[Date Prev][Date Next][Thread Prev][Thread Next][Date index][Thread index]

Re: st: Memory during a merge

From	Fred Wolfe <[email protected]>
To	[email protected], [email protected]
Subject	Re: st: Memory during a merge
Date	Fri, 03 Nov 2006 13:47:27 -0600

Thank you, that's just what I wanted to know.

Fred

At 01:19 PM 11/3/2006, William Gould, Stata wrote:

Fred Wolfe <[email protected]> replied to my desciption of
how -merge, nokeep()- works,

> So if I understand you correctly, the observations are brought in and then
> the non keep variables are deleted? If that is the case the maximum memory
> use with keep() would be no different than from the memory use without keep.

No.

In Stata, you think of bringing in the entire dataset. Inside the C
code, we have the ability to bring in the dataset an observation at a time,
and to throw those observations away as we go.

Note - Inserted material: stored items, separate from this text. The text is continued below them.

//! Feedback records
//!
//! A submission arrives with every field optional so that missing values can
//! be reported as a validation failure instead of a deserialization error.

use chrono::{DateTime, Utc};
use serde::{Deserialize, Deserializer, Serialize};
use uuid::Uuid;

use crate::{Error, Result};

pub const DEFAULT_NAME: &str = "Anonymous";
pub const DEFAULT_EMAIL: &str = "No email provided";
pub const MIN_RATING: i32 = 1;
pub const MAX_RATING: i32 = 5;

/// Raw feedback as posted by the browser
#[derive(Debug, Clone, Default, Deserialize)]
#[serde(rename_all = "camelCase")]
pub struct FeedbackSubmission {
    #[serde(default)]
    pub name: Option<String>,
    #[serde(default)]
    pub email: Option<String>,
    #[serde(default, deserialize_with = "lenient_rating")]
    pub rating: Option<i64>,
    #[serde(default)]
    pub message: Option<String>,
    #[serde(default)]
    pub created_at: Option<DateTime<Utc>>,
}

impl FeedbackSubmission {
    /// Apply defaults and check the acceptance rules
    ///
    /// `rating` must be in `[1, 5]` and `message` must be non-empty.
    pub fn validate(self) -> Result<FeedbackRecord> {
        let (rating, message) = match (self.rating, self.message) {
            (Some(rating), Some(message)) if !message.is_empty() => (rating, message),
            _ => return Err(Error::validation("Rating and message are required")),
        };

        if !(i64::from(MIN_RATING)..=i64::from(MAX_RATING)).contains(&rating) {
            return Err(Error::validation(format!(
                "Rating must be between {} and {}",
                MIN_RATING, MAX_RATING
            )));
        }

        Ok(FeedbackRecord {
            name: self.name.unwrap_or_else(|| DEFAULT_NAME.to_string()),
            email: self.email.unwrap_or_else(|| DEFAULT_EMAIL.to_string()),
            rating: rating as i32,
            message,
            created_at: Some(self.created_at.unwrap_or_else(Utc::now)),
        })
    }
}

#[derive(Deserialize)]
#[serde(untagged)]
enum RatingInput {
    Int(i64),
    Float(f64),
    Text(String),
}

/// Accept `4`, `4.0` and `"4"`; fractional or non-numeric values are rejected
fn lenient_rating<'de, D>(deserializer: D) -> std::result::Result<Option<i64>, D::Error>
where
    D: Deserializer<'de>,
{
    let rating = match Option::<RatingInput>::deserialize(deserializer)? {
        None => return Ok(None),
        Some(RatingInput::Int(value)) => value,
        Some(RatingInput::Float(value)) if value.fract() == 0.0 && value.is_finite() => {
            value as i64
        }
        Some(RatingInput::Text(text)) => text.trim().parse::<i64>().map_err(|_| {
            serde::de::Error::custom(format!("rating must be an integer, got {:?}", text))
        })?,
        Some(RatingInput::Float(value)) => {
            return Err(serde::de::Error::custom(format!(
                "rating must be an integer, got {}",
                value
            )))
        }
    };
    Ok(Some(rating))
}

/// Accepted feedback, ready to persist
#[derive(Debug, Clone, PartialEq, Serialize, Deserialize)]
#[serde(rename_all = "camelCase")]
pub struct FeedbackRecord {
    pub name: String,
    pub email: String,
    pub rating: i32,
    pub message: String,
    pub created_at: Option<DateTime<Utc>>,
}

/// Feedback as returned by the store, with its assigned identifier
#[derive(Debug, Clone, PartialEq, Serialize, Deserialize)]
pub struct StoredFeedback {
    #[serde(rename = "_id")]
    pub id: Uuid,
    #[serde(flatten)]
    pub record: FeedbackRecord,
}

impl StoredFeedback {
    pub fn new(record: FeedbackRecord) -> Self {
        Self {
            id: Uuid::new_v4(),
            record,
        }
    }
}

#[cfg(test)]
mod tests {
    use super::*;

    fn submission(rating: Option<i64>, message: Option<&str>) -> FeedbackSubmission {
        FeedbackSubmission {
            rating,
            message: message.map(str::to_string),
            ..Default::default()
        }
    }

    #[test]
    fn test_defaults_applied() {
        let record = submission(Some(4), Some("Great voices")).validate().unwrap();
        assert_eq!(record.name, DEFAULT_NAME);
        assert_eq!(record.email, DEFAULT_EMAIL);
        assert_eq!(record.rating, 4);
        assert!(record.created_at.is_some());
    }

    #[test]
    fn test_rating_bounds() {
        for rating in 1..=5 {
            assert!(submission(Some(rating), Some("ok")).validate().is_ok());
        }
        for rating in [-1, 0, 6, 100] {
            let err = submission(Some(rating), Some("ok")).validate().unwrap_err();
            assert!(matches!(err, Error::Validation(_)));
        }
    }

    #[test]
    fn test_missing_fields_rejected() {
        for (rating, message) in [(None, Some("hi")), (Some(3), None), (Some(3), Some(""))] {
            let err = submission(rating, message).validate().unwrap_err();
            assert_eq!(err.to_string(), "Rating and message are required");
        }
    }

    #[test]
    fn test_whitespace_message_accepted() {
        let record = submission(Some(3), Some("  ")).validate().unwrap();
        assert_eq!(record.message, "  ");
    }

    #[test]
    fn test_rating_accepts_integral_numbers_and_strings() {
        for raw in [serde_json::json!(4), serde_json::json!(4.0), serde_json::json!("4")] {
            let parsed: FeedbackSubmission =
                serde_json::from_value(serde_json::json!({ "rating": raw, "message": "ok" }))
                    .unwrap();
            assert_eq!(parsed.rating, Some(4));
        }

        let parsed: FeedbackSubmission =
            serde_json::from_value(serde_json::json!({ "rating": null, "message": "ok" })).unwrap();
        assert_eq!(parsed.rating, None);

        for raw in [serde_json::json!(4.5), serde_json::json!("four"), serde_json::json!(true)] {
            let result: serde_json::Result<FeedbackSubmission> =
                serde_json::from_value(serde_json::json!({ "rating": raw, "message": "ok" }));
            assert!(result.is_err(), "{:?} should be rejected", raw);
        }
    }

    #[test]
    fn test_stored_feedback_shape() {
        let record = submission(Some(5), Some("Nice")).validate().unwrap();
        let stored = StoredFeedback::new(record);
        let value = serde_json::to_value(&stored).unwrap();
        assert!(value["_id"].is_string());
        assert_eq!(value["rating"], 5);
        assert!(value.get("createdAt").is_some());
    }

    #[test]
    fn test_submission_deserializes_camel_case() {
        let parsed: FeedbackSubmission = serde_json::from_value(serde_json::json!({
            "rating": 2,
            "message": "slow",
            "createdAt": "2024-05-01T10:00:00Z"
        }))
        .unwrap();
        let record = parsed.validate().unwrap();
        assert_eq!(
            record.created_at.unwrap().to_rfc3339(),
            "2024-05-01T10:00:00+00:00"
        );
    }
}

Consider a dataset of 10,000 observations, each 5,000 bytes long. The dataset
is then 10,000x5,000 = 50,000,000 bytes. Let's say that's the dataset on disk
when we -merge- and that we -keep()- only one of the variables: a 2-byte one.

We do not bring in the 50,000,000 bytes and then reduce that to 2*10,000 =
20,000 bytes.

We bring in 5,000 bytes. We then decide whether that observation merges.
If it does, we copy 2 bytes from the 5,000 bytes to the appropriate place, and
then throw the 5,000 bytes away. Then we do it again. And again.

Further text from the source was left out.